Although some countries managed to eradicate rinderpest within their own borders, it took global coordination to eradicate the disease in other parts of the world, including the Pan African Rinderpest Campaign, which began operations in 1987, and the Global Rinderpest Eradication Programme (GREP), which was launched in 1994. After first establishing the geographic distribution of the disease, the GREP developed a strategy for progressively eliminating it based on internationally coordinated activity in Africa, West Asia and South Asia, setting a deadline of 2010 for global freedom. Important aspects of the programme were that it incorporated a series of verifiable epidemiological objectives, and involved a shift from annual, institutionalised vaccination campaigns to a process of seeking out active infection, containing and eliminating it and then confirming the absence of the virus through surveillance.
Although rinderpest was a disease of animals, its eradication brings enormous benefits for people's livelihoods and food security. Its significance in this context was recognised in 1999, when veterinary surgeon Walter Plowright was awarded the World Food Prize for his role in developing the tissue culture vaccine (VR, October 2, 1999, vol 145, p 382).
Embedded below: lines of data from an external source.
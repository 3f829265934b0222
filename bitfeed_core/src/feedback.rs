use crate::hash::fingerprint;
use crate::map::MapSize;
use crate::novelty::NoveltyLevel;
use std::collections::HashSet;
use thiserror::Error;

#[derive(Error, Debug)]
pub enum FeedbackError {
    #[error("Trace map is {actual} bytes but feedback expects {expected}")]
    MapSizeMismatch { expected: usize, actual: usize },
}

/// Decides whether an execution's trace map is worth keeping.
pub trait Feedback: Send + Sync {
    fn name(&self) -> &'static str;

    /// Judges `trace` (raw hit counts, possibly classified in place) and
    /// absorbs it into the feedback's state.
    fn is_interesting(&mut self, trace: &mut [u8]) -> Result<NoveltyLevel, FeedbackError>;
}

/// Deduplicates executions by fingerprint. Leaves the trace untouched.
#[derive(Debug, Clone)]
pub struct FingerprintFeedback {
    size: MapSize,
    pub known_fingerprints: HashSet<u32>,
}

impl FingerprintFeedback {
    pub fn new(size: MapSize) -> Self {
        Self {
            size,
            known_fingerprints: HashSet::new(),
        }
    }
}

impl Feedback for FingerprintFeedback {
    fn name(&self) -> &'static str {
        "FingerprintFeedback"
    }

    /// An unseen fingerprint counts as `NewCount`: the behaviour differs, but
    /// a hash cannot tell whether a whole new edge was reached.
    fn is_interesting(&mut self, trace: &mut [u8]) -> Result<NoveltyLevel, FeedbackError> {
        check_len(self.size.bytes(), trace)?;
        if self.known_fingerprints.insert(fingerprint(trace)) {
            Ok(NoveltyLevel::NewCount)
        } else {
            Ok(NoveltyLevel::None)
        }
    }
}

fn check_len(expected: usize, trace: &[u8]) -> Result<(), FeedbackError> {
    if trace.len() != expected {
        return Err(FeedbackError::MapSizeMismatch {
            expected,
            actual: trace.len(),
        });
    }
    Ok(())
}
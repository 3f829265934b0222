use crate::map::{MapSize, VirginMap};
use std::fs::File;
use std::io::{self, Read, Write};
use std::path::{Path, PathBuf};
use thiserror::Error;
use tracing::{debug, info};

/// Size of the iteration counter at the head of a checkpoint file.
pub const ITERATION_BYTES: usize = std::mem::size_of::<i32>();

/// Errors raised while saving or loading a checkpoint file.
///
/// Every variant means crash recovery is unavailable for that path; none of
/// them leave the live virgin map partially overwritten.
#[derive(Error, Debug)]
pub enum CheckpointError {
    /// The file could not be opened (missing, permission denied, ...).
    #[error("Cannot open checkpoint {path:?}: {source}")]
    Open {
        path: PathBuf,
        #[source]
        source: io::Error,
    },

    /// A write transferred fewer bytes than the section requires.
    #[error("Short write of {section} to checkpoint {path:?}: {source}")]
    ShortWrite {
        path: PathBuf,
        section: &'static str,
        #[source]
        source: io::Error,
    },

    /// The file ended before the section was complete.
    #[error("Short read of {section} from checkpoint {path:?}: {source}")]
    ShortRead {
        path: PathBuf,
        section: &'static str,
        #[source]
        source: io::Error,
    },

    /// The file is longer than `4 + map size` bytes.
    #[error("Checkpoint {path:?} has trailing data after the {expected}-byte virgin map")]
    TrailingData { path: PathBuf, expected: usize },

    /// Any other I/O failure, e.g. flushing or probing for trailing data.
    #[error("Checkpoint I/O error on {path:?}: {source}")]
    Io {
        path: PathBuf,
        #[source]
        source: io::Error,
    },
}

/// The last known-good discovery state.
#[derive(Clone, PartialEq, Eq)]
pub struct Checkpoint {
    pub iteration: i32,
    pub virgin: Box<[u8]>,
}

impl std::fmt::Debug for Checkpoint {
    fn fmt(&self, f: &mut std::fmt::Formatter<'_>) -> std::fmt::Result {
        f.debug_struct("Checkpoint")
            .field("iteration", &self.iteration)
            .field("virgin_len", &self.virgin.len())
            .finish()
    }
}

/// Holds a snapshot of the campaign virgin map and writes it to disk on demand.
///
/// The on-disk layout is the iteration as a native-endian `i32` followed by the
/// raw virgin map, with no header or checksum: exactly `4 + map size` bytes.
#[derive(Debug, Clone)]
pub struct CheckpointStore {
    snapshot: Checkpoint,
}

impl CheckpointStore {
    /// An empty store: iteration 0 and an all-unseen virgin map.
    pub fn new(size: MapSize) -> Self {
        Self {
            snapshot: Checkpoint {
                iteration: 0,
                virgin: vec![0xFFu8; size.bytes()].into_boxed_slice(),
            },
        }
    }

    pub fn snapshot(&self) -> &Checkpoint {
        &self.snapshot
    }

    /// Copies the live map and counter into the held-back snapshot. No I/O.
    pub fn record(&mut self, iteration: i32, virgin: &VirginMap) {
        assert_eq!(
            virgin.len(),
            self.snapshot.virgin.len(),
            "virgin map is {} bytes but the checkpoint store holds {} bytes",
            virgin.len(),
            self.snapshot.virgin.len()
        );
        self.snapshot.virgin.copy_from_slice(virgin.as_bytes());
        self.snapshot.iteration = iteration;
        debug!(iteration, "Recorded in-memory checkpoint");
    }

    /// Writes the held-back snapshot to `path`, truncating any existing file.
    pub fn persist(&self, path: &Path) -> Result<(), CheckpointError> {
        let mut file = File::create(path).map_err(|source| CheckpointError::Open {
            path: path.to_path_buf(),
            source,
        })?;

        file.write_all(&self.snapshot.iteration.to_ne_bytes())
            .map_err(|source| CheckpointError::ShortWrite {
                path: path.to_path_buf(),
                section: "iteration",
                source,
            })?;
        file.write_all(&self.snapshot.virgin)
            .map_err(|source| CheckpointError::ShortWrite {
                path: path.to_path_buf(),
                section: "virgin map",
                source,
            })?;
        file.sync_all().map_err(|source| CheckpointError::Io {
            path: path.to_path_buf(),
            source,
        })?;

        info!(
            path = %path.display(),
            iteration = self.snapshot.iteration,
            "Persisted checkpoint"
        );
        Ok(())
    }

    /// Reads a checkpoint from `path` into `virgin` and returns its iteration.
    ///
    /// The file is read completely before `virgin` is touched, so on error the
    /// live map is unchanged. The snapshot is also updated so an immediate
    /// `persist` writes back what was loaded.
    pub fn restore(&mut self, path: &Path, virgin: &mut VirginMap) -> Result<i32, CheckpointError> {
        let checkpoint = read_checkpoint(path, virgin.size())?;
        virgin.as_bytes_mut().copy_from_slice(&checkpoint.virgin);
        info!(
            path = %path.display(),
            iteration = checkpoint.iteration,
            "Restored checkpoint"
        );
        let iteration = checkpoint.iteration;
        self.snapshot = checkpoint;
        Ok(iteration)
    }
}

/// Reads and validates a checkpoint file for a map of `size` bytes.
pub fn read_checkpoint(path: &Path, size: MapSize) -> Result<Checkpoint, CheckpointError> {
    let mut file = File::open(path).map_err(|source| CheckpointError::Open {
        path: path.to_path_buf(),
        source,
    })?;

    let mut iteration_bytes = [0u8; ITERATION_BYTES];
    file.read_exact(&mut iteration_bytes)
        .map_err(|source| CheckpointError::ShortRead {
            path: path.to_path_buf(),
            section: "iteration",
            source,
        })?;

    let mut virgin = vec![0u8; size.bytes()].into_boxed_slice();
    file.read_exact(&mut virgin)
        .map_err(|source| CheckpointError::ShortRead {
            path: path.to_path_buf(),
            section: "virgin map",
            source,
        })?;

    let mut probe = [0u8; 1];
    let extra = file.read(&mut probe).map_err(|source| CheckpointError::Io {
        path: path.to_path_buf(),
        source,
    })?;
    if extra != 0 {
        return Err(CheckpointError::TrailingData {
            path: path.to_path_buf(),
            expected: size.bytes(),
        });
    }

    Ok(Checkpoint {
        iteration: i32::from_ne_bytes(iteration_bytes),
        virgin,
    })
}
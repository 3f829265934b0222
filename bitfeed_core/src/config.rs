use crate::map::{DEFAULT_MAP_SIZE, MapError, MapSize};
use crate::session::IdlePolicy;
use crate::word::WordWidth;
use serde::Deserialize;
use std::path::PathBuf;
use std::time::Duration;

/// Environment variable naming the shared-memory object.
pub const DEFAULT_SHM_ENV_VAR: &str = "SHM_ENV_VAR";

#[derive(Deserialize, Debug, Clone, Copy, PartialEq, Eq, Default)]
#[serde(rename_all = "kebab-case")]
pub enum ConfigWordWidth {
    #[default]
    Native,
    #[serde(rename = "32")]
    W32,
    #[serde(rename = "64")]
    W64,
}

impl From<ConfigWordWidth> for WordWidth {
    fn from(width: ConfigWordWidth) -> Self {
        match width {
            ConfigWordWidth::Native => WordWidth::Native,
            ConfigWordWidth::W32 => WordWidth::W32,
            ConfigWordWidth::W64 => WordWidth::W64,
        }
    }
}

#[derive(Deserialize, Debug, Clone)]
#[serde(rename_all = "kebab-case")]
#[serde(deny_unknown_fields)]
pub struct MapSettings {
    #[serde(default = "default_map_size")]
    pub size: usize,
    #[serde(default)]
    pub word_width: ConfigWordWidth,
}

fn default_map_size() -> usize {
    DEFAULT_MAP_SIZE
}

impl MapSettings {
    pub fn map_size(&self) -> Result<MapSize, MapError> {
        MapSize::new(self.size)
    }
}

impl Default for MapSettings {
    fn default() -> Self {
        Self {
            size: default_map_size(),
            word_width: ConfigWordWidth::default(),
        }
    }
}

#[derive(Deserialize, Debug, Clone)]
#[serde(rename_all = "kebab-case")]
#[serde(deny_unknown_fields)]
pub struct ShmemSettings {
    #[serde(default = "default_env_var")]
    pub env_var: String,
}

fn default_env_var() -> String {
    DEFAULT_SHM_ENV_VAR.to_string()
}

impl Default for ShmemSettings {
    fn default() -> Self {
        Self {
            env_var: default_env_var(),
        }
    }
}

#[derive(Deserialize, Debug, Clone)]
#[serde(rename_all = "kebab-case")]
#[serde(deny_unknown_fields)]
pub struct CheckpointSettings {
    #[serde(default = "default_checkpoint_path")]
    pub path: PathBuf,
}

pub fn default_checkpoint_path() -> PathBuf {
    PathBuf::from("./.bitfeed/checkpoint.bin")
}

impl Default for CheckpointSettings {
    fn default() -> Self {
        Self {
            path: default_checkpoint_path(),
        }
    }
}

#[derive(Deserialize, Debug, Clone)]
#[serde(rename_all = "kebab-case")]
#[serde(deny_unknown_fields)]
pub struct SessionSettings {
    #[serde(default = "default_poll_interval_ms")]
    pub poll_interval_ms: u64,
    #[serde(default = "default_settle_delay_ms")]
    pub settle_delay_ms: u64,
    #[serde(default = "default_max_polls")]
    pub max_polls: u32,
}

fn default_poll_interval_ms() -> u64 {
    10
}
fn default_settle_delay_ms() -> u64 {
    100
}
fn default_max_polls() -> u32 {
    1000
}

impl SessionSettings {
    pub fn idle_policy(&self) -> IdlePolicy {
        IdlePolicy {
            settle_delay: Duration::from_millis(self.settle_delay_ms),
            poll_interval: Duration::from_millis(self.poll_interval_ms),
            max_polls: self.max_polls,
        }
    }
}

impl Default for SessionSettings {
    fn default() -> Self {
        Self {
            poll_interval_ms: default_poll_interval_ms(),
            settle_delay_ms: default_settle_delay_ms(),
            max_polls: default_max_polls(),
        }
    }
}

#[derive(Deserialize, Debug, Clone, Default)]
#[serde(rename_all = "kebab-case")]
#[serde(deny_unknown_fields)]
pub struct ProgressSettings {
    pub paths_csv: Option<PathBuf>,
    pub branches_csv: Option<PathBuf>,
}

#[derive(Deserialize, Debug, Clone, Default)]
#[serde(rename_all = "kebab-case")]
#[serde(deny_unknown_fields)]
pub struct BitfeedConfig {
    #[serde(default)]
    pub map: MapSettings,
    #[serde(default)]
    pub shmem: ShmemSettings,
    #[serde(default)]
    pub checkpoint: CheckpointSettings,
    #[serde(default)]
    pub session: SessionSettings,
    #[serde(default)]
    pub progress: ProgressSettings,
}

impl BitfeedConfig {
    pub fn load_from_file(path: &PathBuf) -> Result<Self, anyhow::Error> {
        let content = std::fs::read_to_string(path)
            .map_err(|e| anyhow::anyhow!("Failed to read config file at {:?}: {}", path, e))?;

        Self::from_toml_str(&content).map_err(|e| {
            anyhow::anyhow!("Failed to parse TOML from config file {:?}: {}", path, e)
        })
    }

    pub fn from_toml_str(content: &str) -> Result<Self, anyhow::Error> {
        let config: BitfeedConfig = toml::from_str(content)?;
        config.map.map_size()?;
        Ok(config)
    }
}
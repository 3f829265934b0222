use crate::map::MapSize;
use std::ffi::OsString;
use std::fs::{File, OpenOptions};
use std::io;
use std::os::unix::io::AsRawFd;
use std::path::{Path, PathBuf};
use std::ptr::NonNull;
use thiserror::Error;
use tracing::{debug, info};

#[derive(Error, Debug)]
pub enum ShmemError {
    #[error("Environment variable {0} is not set")]
    MissingEnv(String),
    #[error("Cannot open shared memory object {path:?}: {source}")]
    Open {
        path: PathBuf,
        #[source]
        source: io::Error,
    },
    #[error("Shared memory object {path:?} holds {actual} bytes, need {expected}")]
    TooSmall {
        path: PathBuf,
        expected: usize,
        actual: u64,
    },
    #[error("Cannot map shared memory object {path:?}: {source}")]
    Map {
        path: PathBuf,
        #[source]
        source: io::Error,
    },
}

/// A coverage map living in memory shared with the target process.
///
/// Must only be read while the target is paused; the execution-control layer
/// is responsible for that ordering.
#[derive(Debug)]
pub struct SharedCoverageMap {
    ptr: NonNull<u8>,
    size: MapSize,
    path: PathBuf,
}

// The mapping is plain memory; exclusive access is enforced through `&mut`.
unsafe impl Send for SharedCoverageMap {}

impl SharedCoverageMap {
    /// Attaches to the object named by the environment variable `var`.
    pub fn attach_from_env(var: &str, size: MapSize) -> Result<Self, ShmemError> {
        let path: OsString =
            std::env::var_os(var).ok_or_else(|| ShmemError::MissingEnv(var.to_string()))?;
        Self::attach(Path::new(&path), size)
    }

    /// Attaches to the shared-memory object at `path`.
    pub fn attach(path: &Path, size: MapSize) -> Result<Self, ShmemError> {
        let file = open_rw(path)?;

        let actual = file
            .metadata()
            .map_err(|source| ShmemError::Open {
                path: path.to_path_buf(),
                source,
            })?
            .len();
        if actual < size.bytes() as u64 {
            return Err(ShmemError::TooSmall {
                path: path.to_path_buf(),
                expected: size.bytes(),
                actual,
            });
        }

        // SAFETY: fd is a valid open descriptor for at least `size` bytes; the
        // result is checked against MAP_FAILED before use. The descriptor may be
        // closed once the mapping exists.
        let raw = unsafe {
            libc::mmap(
                std::ptr::null_mut(),
                size.bytes(),
                libc::PROT_READ | libc::PROT_WRITE,
                libc::MAP_SHARED,
                file.as_raw_fd(),
                0,
            )
        };
        if raw == libc::MAP_FAILED {
            return Err(ShmemError::Map {
                path: path.to_path_buf(),
                source: io::Error::last_os_error(),
            });
        }
        let ptr = NonNull::new(raw.cast::<u8>()).ok_or_else(|| ShmemError::Map {
            path: path.to_path_buf(),
            source: io::Error::other("mmap returned a null mapping"),
        })?;

        info!(path = %path.display(), size = size.bytes(), "Attached shared coverage map");
        Ok(Self {
            ptr,
            size,
            path: path.to_path_buf(),
        })
    }

    pub fn size(&self) -> MapSize {
        self.size
    }

    pub fn path(&self) -> &Path {
        &self.path
    }

    /// Zeroes the buffer before the next execution.
    pub fn clear(&mut self) {
        self.as_mut_slice().fill(0);
    }

    pub fn as_slice(&self) -> &[u8] {
        // SAFETY: the mapping is valid for `size` bytes for the lifetime of self.
        unsafe { std::slice::from_raw_parts(self.ptr.as_ptr(), self.size.bytes()) }
    }

    pub fn as_mut_slice(&mut self) -> &mut [u8] {
        // SAFETY: as above; `&mut self` guarantees no other borrow in this process.
        unsafe { std::slice::from_raw_parts_mut(self.ptr.as_ptr(), self.size.bytes()) }
    }

    /// Copies the current buffer contents into `dst`.
    pub fn snapshot_into(&self, dst: &mut [u8]) {
        dst.copy_from_slice(self.as_slice());
    }
}

impl Drop for SharedCoverageMap {
    fn drop(&mut self) {
        // SAFETY: ptr/size are exactly what mmap returned and are unmapped once.
        let rc = unsafe { libc::munmap(self.ptr.as_ptr().cast(), self.size.bytes()) };
        if rc != 0 {
            debug!(
                path = %self.path.display(),
                error = %io::Error::last_os_error(),
                "munmap failed"
            );
        }
    }
}

fn open_rw(path: &Path) -> Result<File, ShmemError> {
    OpenOptions::new()
        .read(true)
        .write(true)
        .open(path)
        .map_err(|source| ShmemError::Open {
            path: path.to_path_buf(),
            source,
        })
}

#[cfg(test)]
mod tests {
    use super::*;
    use tempfile::NamedTempFile;

    fn backing_file(len: u64) -> NamedTempFile {
        let file = NamedTempFile::new().unwrap();
        file.as_file().set_len(len).unwrap();
        file
    }

    #[test]
    fn attach_maps_the_file_shared() {
        let size = MapSize::new(64).unwrap();
        let backing = backing_file(64);

        let mut first = SharedCoverageMap::attach(backing.path(), size).unwrap();
        let second = SharedCoverageMap::attach(backing.path(), size).unwrap();
        first.as_mut_slice()[5] = 9;
        assert_eq!(second.as_slice()[5], 9);

        first.clear();
        assert!(second.as_slice().iter().all(|&b| b == 0));
        assert_eq!(std::fs::read(backing.path()).unwrap()[5], 0);
    }

    #[test]
    fn snapshot_copies_current_contents() {
        let size = MapSize::new(8).unwrap();
        let backing = backing_file(8);
        let mut shared = SharedCoverageMap::attach(backing.path(), size).unwrap();
        shared.as_mut_slice()[7] = 3;
        let mut snap = [0u8; 8];
        shared.snapshot_into(&mut snap);
        assert_eq!(snap, [0, 0, 0, 0, 0, 0, 0, 3]);
    }

    #[test]
    fn missing_env_var_fails_cleanly() {
        let err = SharedCoverageMap::attach_from_env(
            "BITFEED_TEST_VAR_THAT_IS_NEVER_SET",
            MapSize::new(8).unwrap(),
        )
        .unwrap_err();
        assert!(matches!(err, ShmemError::MissingEnv(_)));
    }

    #[test]
    fn missing_object_fails_cleanly() {
        let dir = tempfile::tempdir().unwrap();
        let err = SharedCoverageMap::attach(&dir.path().join("gone"), MapSize::new(8).unwrap())
            .unwrap_err();
        assert!(matches!(err, ShmemError::Open { .. }));
    }

    #[test]
    fn undersized_object_is_rejected() {
        let backing = backing_file(16);
        let err = SharedCoverageMap::attach(backing.path(), MapSize::new(64).unwrap()).unwrap_err();
        assert!(matches!(
            err,
            ShmemError::TooSmall {
                expected: 64,
                actual: 16,
                ..
            }
        ));
    }
}
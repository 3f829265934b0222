use crate::word::{NativeWord, Word};
use std::ops::{Deref, DerefMut};
use thiserror::Error;

/// Map size used by the instrumentation layer: 2 MiB of edge counters.
pub const DEFAULT_MAP_SIZE: usize = 1 << 21;

#[derive(Error, Debug, Clone, PartialEq, Eq)]
pub enum MapError {
    /// The size is zero, not a power of two, or not a multiple of 8 bytes.
    #[error("Invalid map size {0}: must be a power of two and a multiple of 8 bytes")]
    InvalidSize(usize),
    /// A byte buffer supplied for a map does not have the map's size.
    #[error("Map length mismatch: expected {expected} bytes, got {actual}")]
    LengthMismatch { expected: usize, actual: usize },
}

/// A validated map length in bytes.
#[derive(Debug, Clone, Copy, PartialEq, Eq, Hash)]
pub struct MapSize(usize);

impl MapSize {
    pub const DEFAULT: MapSize = MapSize(DEFAULT_MAP_SIZE);

    pub fn new(bytes: usize) -> Result<Self, MapError> {
        if bytes < 8 || !bytes.is_power_of_two() {
            return Err(MapError::InvalidSize(bytes));
        }
        Ok(Self(bytes))
    }

    pub fn bytes(self) -> usize {
        self.0
    }

    /// Number of (edge, bucket) bits tracked by a virgin map of this size.
    pub fn bits(self) -> u64 {
        (self.0 as u64) << 3
    }
}

impl Default for MapSize {
    fn default() -> Self {
        Self::DEFAULT
    }
}

/// Hit counts for one execution.
#[derive(Clone, PartialEq, Eq)]
pub struct CoverageMap {
    bytes: Box<[u8]>,
}

impl CoverageMap {
    /// Allocates a zeroed map.
    pub fn new(size: MapSize) -> Self {
        Self {
            bytes: vec![0u8; size.bytes()].into_boxed_slice(),
        }
    }

    /// Wraps an existing buffer, e.g. a raw map dump read from disk.
    pub fn from_vec(bytes: Vec<u8>) -> Result<Self, MapError> {
        MapSize::new(bytes.len())?;
        Ok(Self {
            bytes: bytes.into_boxed_slice(),
        })
    }

    pub fn size(&self) -> MapSize {
        MapSize(self.bytes.len())
    }

    /// Zeroes every counter. Called before each execution.
    pub fn clear(&mut self) {
        self.bytes.fill(0);
    }

    /// Number of edges with a non-zero counter.
    pub fn count_hit_edges(&self) -> usize {
        self.bytes.iter().filter(|&&b| b != 0).count()
    }

    pub fn as_bytes(&self) -> &[u8] {
        &self.bytes
    }

    pub fn as_bytes_mut(&mut self) -> &mut [u8] {
        &mut self.bytes
    }
}

impl Deref for CoverageMap {
    type Target = [u8];

    fn deref(&self) -> &[u8] {
        &self.bytes
    }
}

impl DerefMut for CoverageMap {
    fn deref_mut(&mut self) -> &mut [u8] {
        &mut self.bytes
    }
}

impl std::fmt::Debug for CoverageMap {
    fn fmt(&self, f: &mut std::fmt::Formatter<'_>) -> std::fmt::Result {
        f.debug_struct("CoverageMap")
            .field("size", &self.bytes.len())
            .field("hit_edges", &self.count_hit_edges())
            .finish()
    }
}

/// Not-yet-observed (edge, bucket) pairs.
#[derive(Clone, PartialEq, Eq)]
pub struct VirginMap {
    bytes: Box<[u8]>,
}

impl VirginMap {
    /// Allocates a map with every bit set: nothing has been seen.
    pub fn new(size: MapSize) -> Self {
        Self {
            bytes: vec![0xFFu8; size.bytes()].into_boxed_slice(),
        }
    }

    pub fn size(&self) -> MapSize {
        MapSize(self.bytes.len())
    }

    /// Marks every (edge, bucket) pair as unseen again.
    pub fn reset(&mut self) {
        self.bytes.fill(0xFF);
    }

    /// Overwrites the whole map from a byte buffer of the same size.
    pub fn copy_from(&mut self, src: &[u8]) -> Result<(), MapError> {
        if src.len() != self.bytes.len() {
            return Err(MapError::LengthMismatch {
                expected: self.bytes.len(),
                actual: src.len(),
            });
        }
        self.bytes.copy_from_slice(src);
        Ok(())
    }

    /// Number of bits still set.
    pub fn popcount(&self) -> u64 {
        self.bytes
            .chunks_exact(NativeWord::BYTES)
            .map(|chunk| u64::from(NativeWord::load(chunk).count_ones()))
            .sum()
    }

    pub fn as_bytes(&self) -> &[u8] {
        &self.bytes
    }

    pub fn as_bytes_mut(&mut self) -> &mut [u8] {
        &mut self.bytes
    }
}

impl Deref for VirginMap {
    type Target = [u8];

    fn deref(&self) -> &[u8] {
        &self.bytes
    }
}

impl DerefMut for VirginMap {
    fn deref_mut(&mut self) -> &mut [u8] {
        &mut self.bytes
    }
}

impl std::fmt::Debug for VirginMap {
    fn fmt(&self, f: &mut std::fmt::Formatter<'_>) -> std::fmt::Result {
        f.debug_struct("VirginMap")
            .field("size", &self.bytes.len())
            .field("popcount", &self.popcount())
            .finish()
    }
}

/// Panics when a trace and a virgin map disagree on length.
///
/// Different lengths mean the instrumentation layer and the feedback engine
/// were configured with different map sizes, which no caller can recover from.
#[inline]
pub(crate) fn assert_same_len(virgin: &[u8], trace: &[u8]) {
    assert_eq!(
        virgin.len(),
        trace.len(),
        "virgin map is {} bytes but trace map is {} bytes",
        virgin.len(),
        trace.len()
    );
}
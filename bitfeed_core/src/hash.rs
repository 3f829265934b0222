use crate::classify::classify;

/// Seed mixed into every fingerprint.
pub const FINGERPRINT_SEED: u32 = 0xa5b3_5705;

const C1: u64 = 0x87c3_7b91_1142_53d5;
const C2: u64 = 0x4cf5_ad43_2745_937f;
const F1: u64 = 0xff51_afd7_ed55_8ccd;
const F2: u64 = 0xc4ce_b9fe_1a85_ec53;

/// Hashes `data` as consecutive little-endian 64-bit words.
///
/// Panics if `data.len()` is not a multiple of 8 or does not fit in a `u32`.
pub fn hash32(data: &[u8], seed: u32) -> u32 {
    assert!(
        data.len() % 8 == 0,
        "hash input length {} is not a multiple of 8",
        data.len()
    );
    assert!(
        data.len() <= u32::MAX as usize,
        "hash input length {} does not fit in 32 bits",
        data.len()
    );
    let len = data.len() as u32;

    let mut h1 = u64::from(seed ^ len);

    for chunk in data.chunks_exact(8) {
        let mut buf = [0u8; 8];
        buf.copy_from_slice(chunk);
        let mut k1 = u64::from_le_bytes(buf);

        k1 = k1.wrapping_mul(C1);
        k1 = k1.rotate_left(31);
        k1 = k1.wrapping_mul(C2);

        h1 ^= k1;
        h1 = h1.rotate_left(27);
        h1 = h1.wrapping_mul(5).wrapping_add(0x52dc_e729);
    }

    h1 ^= h1 >> 33;
    h1 = h1.wrapping_mul(F1);
    h1 ^= h1 >> 33;
    h1 = h1.wrapping_mul(F2);
    h1 ^= h1 >> 33;

    h1 as u32
}

/// Fingerprint of a raw coverage map. The caller's map is left untouched;
/// classification runs on a private copy.
pub fn fingerprint(raw: &[u8]) -> u32 {
    let mut snapshot = raw.to_vec();
    classify(&mut snapshot);
    hash32(&snapshot, FINGERPRINT_SEED)
}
The eradication of rinderpest provides an inspiring example of what can be achieved through a sound understanding of disease and coordinated effort and, in this respect, it is fitting that at this year's BVA Congress, to be held in London from September 22 to 24, Peter Roeder, who was secretary of the GREP from 2000 to 2007, will give the plenary Wooldridge Memorial Lecture discussing how vets can contribute to disease control and make an impact on a global scale. The experience with rinderpest offers lessons for the future. Rinderpest is the first animal disease to be eradicated globally; it is to be hoped that it will not be the last and that international effort does not stop there.